▶ [What the task asks]: Each line of the entries that mentions the string "Deserialize" needs to be reported.

== Segment start ==

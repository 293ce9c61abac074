//! Request gateway.
//!
//! Accepts external requests as typed values or JSON text, checks the fields
//! every request needs, forwards them to the [`LinkageService`] and returns
//! the response envelope.

use crate::models::{LinkageRequest, LinkageResponse};
use crate::security::Pseudonymizer;
use crate::services::LinkageService;
use crate::storage::IdentityStore;
use crate::{Error, Result};
use std::io::{BufRead, Write};
use tracing::instrument;

/// Counts from a batch run.
#[derive(Debug, Clone, Copy, Default, PartialEq, Eq)]
pub struct BatchStats {
    /// Requests processed.
    pub processed: usize,
    /// Requests answered with SUCCESS.
    pub succeeded: usize,
    /// Requests answered with ERROR.
    pub rejected: usize,
}

/// Front door of the linkage engine.
pub struct LinkageGateway<S, P> {
    service: LinkageService<S, P>,
}

impl<S: IdentityStore, P: Pseudonymizer> LinkageGateway<S, P> {
    /// Creates a gateway over a linkage service.
    #[must_use]
    pub const fn new(service: LinkageService<S, P>) -> Self {
        Self { service }
    }

    /// Returns the underlying service.
    #[must_use]
    pub const fn service(&self) -> &LinkageService<S, P> {
        &self.service
    }

    /// Handles one request.
    ///
    /// # Errors
    ///
    /// Returns [`Error::OperationFailed`] if the store or a lease fails.
    #[instrument(skip_all, fields(action = %request.action, source = %request.source))]
    pub fn handle(&self, request: &LinkageRequest) -> Result<LinkageResponse> {
        if request.action.trim().is_empty() {
            return Ok(LinkageResponse::error("Action must be provided"));
        }
        if request.source.trim().is_empty() {
            return Ok(LinkageResponse::error("Source must be provided"));
        }
        self.service.process(request)
    }

    /// Handles one JSON-encoded request and returns the JSON response.
    ///
    /// Malformed JSON is answered with an ERROR response.
    ///
    /// # Errors
    ///
    /// Returns [`Error::OperationFailed`] if the store or a lease fails.
    pub fn handle_json(&self, body: &str) -> Result<String> {
        to_json(&self.respond(body)?)
    }

    fn respond(&self, body: &str) -> Result<LinkageResponse> {
        match serde_json::from_str::<LinkageRequest>(body) {
            Ok(request) => self.handle(&request),
            Err(e) => {
                tracing::debug!(error = %e, "Malformed request body");
                Ok(LinkageResponse::error(format!("Malformed request: {e}")))
            },
        }
    }

    /// Processes newline-delimited JSON requests, writing one response line
    /// per non-blank input line.
    ///
    /// # Errors
    ///
    /// Returns [`Error::OperationFailed`] on I/O failure or a fatal engine
    /// error; responses already written stay written.
    pub fn process_lines<R: BufRead, W: Write>(
        &self,
        reader: R,
        mut writer: W,
    ) -> Result<BatchStats> {
        let mut stats = BatchStats::default();

        for line in reader.lines() {
            let line = line.map_err(|e| Error::OperationFailed {
                operation: "read_request".to_string(),
                cause: e.to_string(),
            })?;
            if line.trim().is_empty() {
                continue;
            }

            let response = self.respond(&line)?;
            stats.processed += 1;
            if response.is_success() {
                stats.succeeded += 1;
            } else {
                stats.rejected += 1;
            }

            writeln!(writer, "{}", to_json(&response)?).map_err(|e| Error::OperationFailed {
                operation: "write_response".to_string(),
                cause: e.to_string(),
            })?;
        }

        writer.flush().map_err(|e| Error::OperationFailed {
            operation: "write_response".to_string(),
            cause: e.to_string(),
        })?;

        tracing::info!(
            processed = stats.processed,
            succeeded = stats.succeeded,
            rejected = stats.rejected,
            "Batch complete"
        );
        Ok(stats)
    }
}

fn to_json(response: &LinkageResponse) -> Result<String> {
    serde_json::to_string(response).map_err(|e| Error::OperationFailed {
        operation: "serialize_response".to_string(),
        cause: e.to_string(),
    })
}
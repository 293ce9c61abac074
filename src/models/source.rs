//! Document source types.

use serde::{Deserialize, Serialize};
use std::fmt;

/// Identity document sources that can be linked to an identity record.
#[derive(Debug, Clone, Copy, PartialEq, Eq, Hash, Serialize, Deserialize)]
pub enum SourceType {
    /// Aadhaar card.
    #[serde(alias = "aadhaar", alias = "AADHAAR")]
    Aadhaar,
    /// Permanent Account Number card.
    #[serde(rename = "PAN", alias = "pan", alias = "Pan")]
    Pan,
    /// Voter ID card.
    #[serde(alias = "voter", alias = "VOTER")]
    Voter,
    /// Driving License.
    #[serde(alias = "driving", alias = "DRIVING")]
    Driving,
}

impl SourceType {
    /// Returns all source variants in counter order.
    #[must_use]
    pub const fn all() -> &'static [Self] {
        &[Self::Aadhaar, Self::Pan, Self::Voter, Self::Driving]
    }

    /// Returns the canonical source tag.
    #[must_use]
    pub const fn as_str(&self) -> &'static str {
        match self {
            Self::Aadhaar => "Aadhaar",
            Self::Pan => "PAN",
            Self::Voter => "Voter",
            Self::Driving => "Driving",
        }
    }

    /// Returns the attribute name carrying this source's document number.
    #[must_use]
    pub const fn document_attribute(&self) -> &'static str {
        match self {
            Self::Aadhaar => "aadhaar_number",
            Self::Pan => "pan_number",
            Self::Voter => "voter_id",
            Self::Driving => "dl_number",
        }
    }

    /// Returns the summary field name of this source's counter.
    #[must_use]
    pub const fn counter_label(&self) -> &'static str {
        match self {
            Self::Aadhaar => "aadhaarCounter",
            Self::Pan => "panCounter",
            Self::Voter => "voterIdCounter",
            Self::Driving => "dlCounter",
        }
    }

    /// Position of this source in per-source arrays.
    #[must_use]
    pub const fn index(&self) -> usize {
        match self {
            Self::Aadhaar => 0,
            Self::Pan => 1,
            Self::Voter => 2,
            Self::Driving => 3,
        }
    }

    /// Parses a source tag (case-insensitive, trimmed).
    #[must_use]
    pub fn parse(s: &str) -> Option<Self> {
        match s.trim().to_lowercase().as_str() {
            "aadhaar" | "aadhar" => Some(Self::Aadhaar),
            "pan" => Some(Self::Pan),
            "voter" | "voter_id" | "voterid" | "voter-id" => Some(Self::Voter),
            "driving" | "dl" | "driving_license" | "driving-license" | "drivinglicense" => {
                Some(Self::Driving)
            },
            _ => None,
        }
    }
}

impl fmt::Display for SourceType {
    fn fmt(&self, f: &mut fmt::Formatter<'_>) -> fmt::Result {
        write!(f, "{}", self.as_str())
    }
}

== Segment end ==

▶ [Completed exercise]:
use serde::{Deserialize, Serialize};
#[derive(Debug, Clone, Copy, PartialEq, Eq, Hash, Serialize, Deserialize)]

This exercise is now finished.